*Task goal*:
Please return the lines below verbatim, beginning at the one that has "last = self.lower_stmt(stmt)?;" and stopping after the one that has "stack is never", and add no other lines.

Collection entries:
####

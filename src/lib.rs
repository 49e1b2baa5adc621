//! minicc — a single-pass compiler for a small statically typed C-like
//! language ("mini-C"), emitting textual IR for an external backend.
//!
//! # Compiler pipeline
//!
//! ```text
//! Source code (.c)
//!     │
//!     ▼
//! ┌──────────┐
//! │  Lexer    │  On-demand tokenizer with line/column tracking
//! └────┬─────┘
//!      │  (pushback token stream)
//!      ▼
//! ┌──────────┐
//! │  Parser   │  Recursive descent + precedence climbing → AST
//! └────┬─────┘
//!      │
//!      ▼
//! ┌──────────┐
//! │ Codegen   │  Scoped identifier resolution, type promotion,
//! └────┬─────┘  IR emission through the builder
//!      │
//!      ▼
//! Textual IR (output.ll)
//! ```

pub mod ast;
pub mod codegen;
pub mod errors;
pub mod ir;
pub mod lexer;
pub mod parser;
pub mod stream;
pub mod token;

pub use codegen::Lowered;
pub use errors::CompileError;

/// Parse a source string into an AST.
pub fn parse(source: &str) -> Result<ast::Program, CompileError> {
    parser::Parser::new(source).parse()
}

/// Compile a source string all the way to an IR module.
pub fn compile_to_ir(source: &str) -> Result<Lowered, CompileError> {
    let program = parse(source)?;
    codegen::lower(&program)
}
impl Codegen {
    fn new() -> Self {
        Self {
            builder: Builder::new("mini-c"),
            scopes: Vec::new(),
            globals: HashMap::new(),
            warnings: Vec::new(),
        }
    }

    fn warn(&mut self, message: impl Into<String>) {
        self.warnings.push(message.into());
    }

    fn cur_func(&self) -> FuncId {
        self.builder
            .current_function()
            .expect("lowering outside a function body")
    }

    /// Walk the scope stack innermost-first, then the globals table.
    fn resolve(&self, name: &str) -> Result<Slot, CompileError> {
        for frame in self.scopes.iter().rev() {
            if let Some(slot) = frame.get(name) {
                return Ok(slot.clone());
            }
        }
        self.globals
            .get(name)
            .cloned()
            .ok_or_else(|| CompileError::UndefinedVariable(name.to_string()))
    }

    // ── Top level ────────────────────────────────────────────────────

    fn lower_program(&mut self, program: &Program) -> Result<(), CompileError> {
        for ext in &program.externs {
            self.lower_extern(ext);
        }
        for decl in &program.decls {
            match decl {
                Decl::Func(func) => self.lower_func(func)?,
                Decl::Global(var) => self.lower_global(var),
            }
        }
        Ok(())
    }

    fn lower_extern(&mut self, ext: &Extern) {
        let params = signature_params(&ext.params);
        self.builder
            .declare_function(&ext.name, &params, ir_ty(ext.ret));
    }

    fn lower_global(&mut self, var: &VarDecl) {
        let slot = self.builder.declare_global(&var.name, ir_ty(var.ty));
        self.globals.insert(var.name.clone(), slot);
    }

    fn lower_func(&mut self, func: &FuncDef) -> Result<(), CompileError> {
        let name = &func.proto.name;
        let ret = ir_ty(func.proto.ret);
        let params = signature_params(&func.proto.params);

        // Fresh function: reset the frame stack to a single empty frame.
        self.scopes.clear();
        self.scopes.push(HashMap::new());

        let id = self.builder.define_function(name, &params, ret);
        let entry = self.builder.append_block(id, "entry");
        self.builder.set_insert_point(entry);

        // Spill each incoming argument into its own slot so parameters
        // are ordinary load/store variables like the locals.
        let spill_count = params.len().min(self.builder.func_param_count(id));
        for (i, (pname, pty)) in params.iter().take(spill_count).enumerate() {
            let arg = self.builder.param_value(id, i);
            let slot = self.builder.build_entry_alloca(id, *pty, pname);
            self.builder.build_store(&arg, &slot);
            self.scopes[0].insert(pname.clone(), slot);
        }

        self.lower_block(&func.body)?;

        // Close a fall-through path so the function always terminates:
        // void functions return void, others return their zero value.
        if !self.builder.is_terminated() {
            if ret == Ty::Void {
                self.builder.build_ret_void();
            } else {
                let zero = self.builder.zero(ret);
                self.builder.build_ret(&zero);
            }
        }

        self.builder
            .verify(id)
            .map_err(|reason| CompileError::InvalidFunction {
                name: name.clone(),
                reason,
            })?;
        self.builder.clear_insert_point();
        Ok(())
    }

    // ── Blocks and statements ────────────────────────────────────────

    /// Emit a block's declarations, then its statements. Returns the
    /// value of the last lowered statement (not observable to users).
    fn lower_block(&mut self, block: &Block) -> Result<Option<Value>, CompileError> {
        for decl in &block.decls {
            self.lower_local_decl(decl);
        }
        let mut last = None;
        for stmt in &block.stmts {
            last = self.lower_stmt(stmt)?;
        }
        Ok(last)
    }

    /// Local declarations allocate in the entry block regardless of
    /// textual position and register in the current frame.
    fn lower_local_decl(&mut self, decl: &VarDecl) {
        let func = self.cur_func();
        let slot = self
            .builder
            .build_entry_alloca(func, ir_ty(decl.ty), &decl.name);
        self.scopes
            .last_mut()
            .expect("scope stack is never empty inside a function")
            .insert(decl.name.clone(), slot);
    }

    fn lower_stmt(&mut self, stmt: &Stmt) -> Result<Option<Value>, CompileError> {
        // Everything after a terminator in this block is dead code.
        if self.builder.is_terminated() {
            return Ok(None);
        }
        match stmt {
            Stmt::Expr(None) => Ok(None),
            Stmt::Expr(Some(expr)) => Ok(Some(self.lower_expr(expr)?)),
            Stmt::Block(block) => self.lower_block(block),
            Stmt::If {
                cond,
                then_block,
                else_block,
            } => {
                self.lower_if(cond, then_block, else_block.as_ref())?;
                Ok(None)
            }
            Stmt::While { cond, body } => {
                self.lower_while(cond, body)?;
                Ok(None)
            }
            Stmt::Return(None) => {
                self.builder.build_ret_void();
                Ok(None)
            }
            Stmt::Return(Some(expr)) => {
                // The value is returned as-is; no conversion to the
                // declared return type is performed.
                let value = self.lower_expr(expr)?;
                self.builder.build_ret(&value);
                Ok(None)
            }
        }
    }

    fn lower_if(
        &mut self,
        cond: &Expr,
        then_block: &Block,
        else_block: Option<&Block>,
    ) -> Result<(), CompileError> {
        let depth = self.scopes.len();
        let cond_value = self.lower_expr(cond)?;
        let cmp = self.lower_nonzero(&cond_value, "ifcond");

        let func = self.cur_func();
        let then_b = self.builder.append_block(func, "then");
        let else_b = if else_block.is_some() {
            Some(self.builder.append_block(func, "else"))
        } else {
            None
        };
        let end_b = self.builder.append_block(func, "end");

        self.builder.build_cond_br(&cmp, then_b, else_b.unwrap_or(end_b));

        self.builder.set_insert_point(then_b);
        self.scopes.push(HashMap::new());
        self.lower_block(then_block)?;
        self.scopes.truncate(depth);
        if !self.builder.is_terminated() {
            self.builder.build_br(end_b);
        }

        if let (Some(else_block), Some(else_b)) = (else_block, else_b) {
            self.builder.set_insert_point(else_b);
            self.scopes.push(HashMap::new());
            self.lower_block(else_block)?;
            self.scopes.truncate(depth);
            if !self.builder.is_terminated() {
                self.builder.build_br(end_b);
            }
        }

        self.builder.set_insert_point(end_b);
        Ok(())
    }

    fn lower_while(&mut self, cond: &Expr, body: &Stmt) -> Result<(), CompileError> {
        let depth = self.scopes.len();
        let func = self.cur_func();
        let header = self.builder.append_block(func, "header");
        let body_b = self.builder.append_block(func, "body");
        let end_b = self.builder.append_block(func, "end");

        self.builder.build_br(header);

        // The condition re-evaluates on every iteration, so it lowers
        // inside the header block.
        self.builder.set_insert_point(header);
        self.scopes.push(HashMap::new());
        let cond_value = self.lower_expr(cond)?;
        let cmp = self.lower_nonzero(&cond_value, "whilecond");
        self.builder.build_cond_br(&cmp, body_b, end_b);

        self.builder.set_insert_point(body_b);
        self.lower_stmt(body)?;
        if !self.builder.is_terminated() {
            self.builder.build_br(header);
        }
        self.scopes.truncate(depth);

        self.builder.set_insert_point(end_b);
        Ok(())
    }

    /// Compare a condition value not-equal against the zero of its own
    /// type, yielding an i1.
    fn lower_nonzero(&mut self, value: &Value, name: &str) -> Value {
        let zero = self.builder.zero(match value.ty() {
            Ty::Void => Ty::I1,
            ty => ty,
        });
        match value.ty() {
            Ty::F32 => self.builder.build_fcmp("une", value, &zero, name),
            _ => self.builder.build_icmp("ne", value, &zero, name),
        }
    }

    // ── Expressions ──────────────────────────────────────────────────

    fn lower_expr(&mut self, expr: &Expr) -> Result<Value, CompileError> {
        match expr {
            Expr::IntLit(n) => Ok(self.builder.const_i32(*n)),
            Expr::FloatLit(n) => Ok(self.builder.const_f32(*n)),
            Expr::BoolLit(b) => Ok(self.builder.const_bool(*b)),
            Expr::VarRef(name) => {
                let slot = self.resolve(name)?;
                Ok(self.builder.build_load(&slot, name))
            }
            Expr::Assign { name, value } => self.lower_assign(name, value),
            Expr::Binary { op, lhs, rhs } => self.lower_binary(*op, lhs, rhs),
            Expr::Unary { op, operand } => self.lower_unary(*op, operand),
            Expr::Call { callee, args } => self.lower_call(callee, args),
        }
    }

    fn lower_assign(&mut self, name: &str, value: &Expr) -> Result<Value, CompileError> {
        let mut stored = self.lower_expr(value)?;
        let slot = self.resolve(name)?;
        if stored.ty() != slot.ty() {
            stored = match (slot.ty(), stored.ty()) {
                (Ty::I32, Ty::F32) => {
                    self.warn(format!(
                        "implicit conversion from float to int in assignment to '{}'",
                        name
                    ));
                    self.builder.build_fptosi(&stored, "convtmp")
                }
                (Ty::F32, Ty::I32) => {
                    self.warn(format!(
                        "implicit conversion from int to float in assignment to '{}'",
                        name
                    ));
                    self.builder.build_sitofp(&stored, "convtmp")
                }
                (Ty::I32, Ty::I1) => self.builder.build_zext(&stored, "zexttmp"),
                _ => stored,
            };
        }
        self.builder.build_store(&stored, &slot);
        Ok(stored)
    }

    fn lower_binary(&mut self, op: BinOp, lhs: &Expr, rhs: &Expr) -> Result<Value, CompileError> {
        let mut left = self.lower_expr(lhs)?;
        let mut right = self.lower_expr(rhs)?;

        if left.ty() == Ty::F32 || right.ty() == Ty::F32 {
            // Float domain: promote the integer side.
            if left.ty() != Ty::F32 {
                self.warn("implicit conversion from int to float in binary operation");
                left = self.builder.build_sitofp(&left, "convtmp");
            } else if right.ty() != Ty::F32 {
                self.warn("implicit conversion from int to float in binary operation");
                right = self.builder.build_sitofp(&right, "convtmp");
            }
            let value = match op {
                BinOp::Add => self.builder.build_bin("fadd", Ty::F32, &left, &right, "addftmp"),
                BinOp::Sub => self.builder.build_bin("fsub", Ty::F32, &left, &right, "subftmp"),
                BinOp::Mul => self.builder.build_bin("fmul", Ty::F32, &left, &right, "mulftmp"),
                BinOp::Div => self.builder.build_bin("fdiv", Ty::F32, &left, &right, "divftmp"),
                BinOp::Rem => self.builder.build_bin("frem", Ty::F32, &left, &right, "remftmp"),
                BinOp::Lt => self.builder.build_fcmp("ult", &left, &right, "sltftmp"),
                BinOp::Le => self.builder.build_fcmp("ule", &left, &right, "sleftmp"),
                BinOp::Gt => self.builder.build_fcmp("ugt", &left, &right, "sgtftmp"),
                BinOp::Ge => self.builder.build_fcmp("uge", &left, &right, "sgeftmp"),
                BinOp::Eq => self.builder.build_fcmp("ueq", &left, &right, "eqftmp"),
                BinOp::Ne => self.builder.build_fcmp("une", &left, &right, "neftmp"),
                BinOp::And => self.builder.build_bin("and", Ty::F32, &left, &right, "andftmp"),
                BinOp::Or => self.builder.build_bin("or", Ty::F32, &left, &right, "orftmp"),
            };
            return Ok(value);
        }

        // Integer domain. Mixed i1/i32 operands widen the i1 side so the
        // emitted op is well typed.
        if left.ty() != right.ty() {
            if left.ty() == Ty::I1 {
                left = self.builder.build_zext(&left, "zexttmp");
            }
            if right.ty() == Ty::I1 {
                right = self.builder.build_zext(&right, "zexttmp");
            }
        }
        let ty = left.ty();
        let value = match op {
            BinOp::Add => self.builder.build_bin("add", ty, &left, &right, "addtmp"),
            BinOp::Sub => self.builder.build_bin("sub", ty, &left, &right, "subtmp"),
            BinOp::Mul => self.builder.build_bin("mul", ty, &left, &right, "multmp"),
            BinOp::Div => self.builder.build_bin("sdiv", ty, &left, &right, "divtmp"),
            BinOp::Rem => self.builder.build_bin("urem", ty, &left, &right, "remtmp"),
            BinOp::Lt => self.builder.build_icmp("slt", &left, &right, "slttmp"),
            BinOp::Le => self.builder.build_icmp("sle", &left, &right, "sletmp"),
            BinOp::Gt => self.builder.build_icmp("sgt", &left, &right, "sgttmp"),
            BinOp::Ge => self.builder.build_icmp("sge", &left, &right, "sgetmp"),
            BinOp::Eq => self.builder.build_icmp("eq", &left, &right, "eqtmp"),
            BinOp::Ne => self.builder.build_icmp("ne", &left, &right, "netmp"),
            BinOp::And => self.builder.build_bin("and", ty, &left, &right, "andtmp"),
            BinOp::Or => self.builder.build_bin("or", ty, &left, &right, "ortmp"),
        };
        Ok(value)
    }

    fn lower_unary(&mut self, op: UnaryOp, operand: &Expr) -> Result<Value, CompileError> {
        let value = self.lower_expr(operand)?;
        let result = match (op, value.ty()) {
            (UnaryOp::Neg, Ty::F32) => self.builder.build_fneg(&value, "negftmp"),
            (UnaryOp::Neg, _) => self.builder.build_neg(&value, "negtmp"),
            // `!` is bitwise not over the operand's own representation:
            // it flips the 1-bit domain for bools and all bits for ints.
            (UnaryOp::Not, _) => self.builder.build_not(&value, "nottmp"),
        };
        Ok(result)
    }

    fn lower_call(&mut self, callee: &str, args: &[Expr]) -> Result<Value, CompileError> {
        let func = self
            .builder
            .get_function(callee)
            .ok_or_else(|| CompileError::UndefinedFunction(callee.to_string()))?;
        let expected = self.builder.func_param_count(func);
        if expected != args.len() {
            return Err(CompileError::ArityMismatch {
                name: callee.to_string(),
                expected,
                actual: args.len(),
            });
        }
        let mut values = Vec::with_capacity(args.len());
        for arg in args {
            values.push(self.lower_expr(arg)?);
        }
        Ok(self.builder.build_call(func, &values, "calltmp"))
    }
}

####

*Output*:
            last = self.lower_stmt(stmt)?;
        }
        Ok(last)
    }

    /// Local declarations allocate in the entry block regardless of
    /// textual position and register in the current frame.
    fn lower_local_decl(&mut self, decl: &VarDecl) {
        let func = self.cur_func();
        let slot = self
            .builder
            .build_entry_alloca(func, ir_ty(decl.ty), &decl.name);
        self.scopes
            .last_mut()
            .expect("scope stack is never empty inside a function")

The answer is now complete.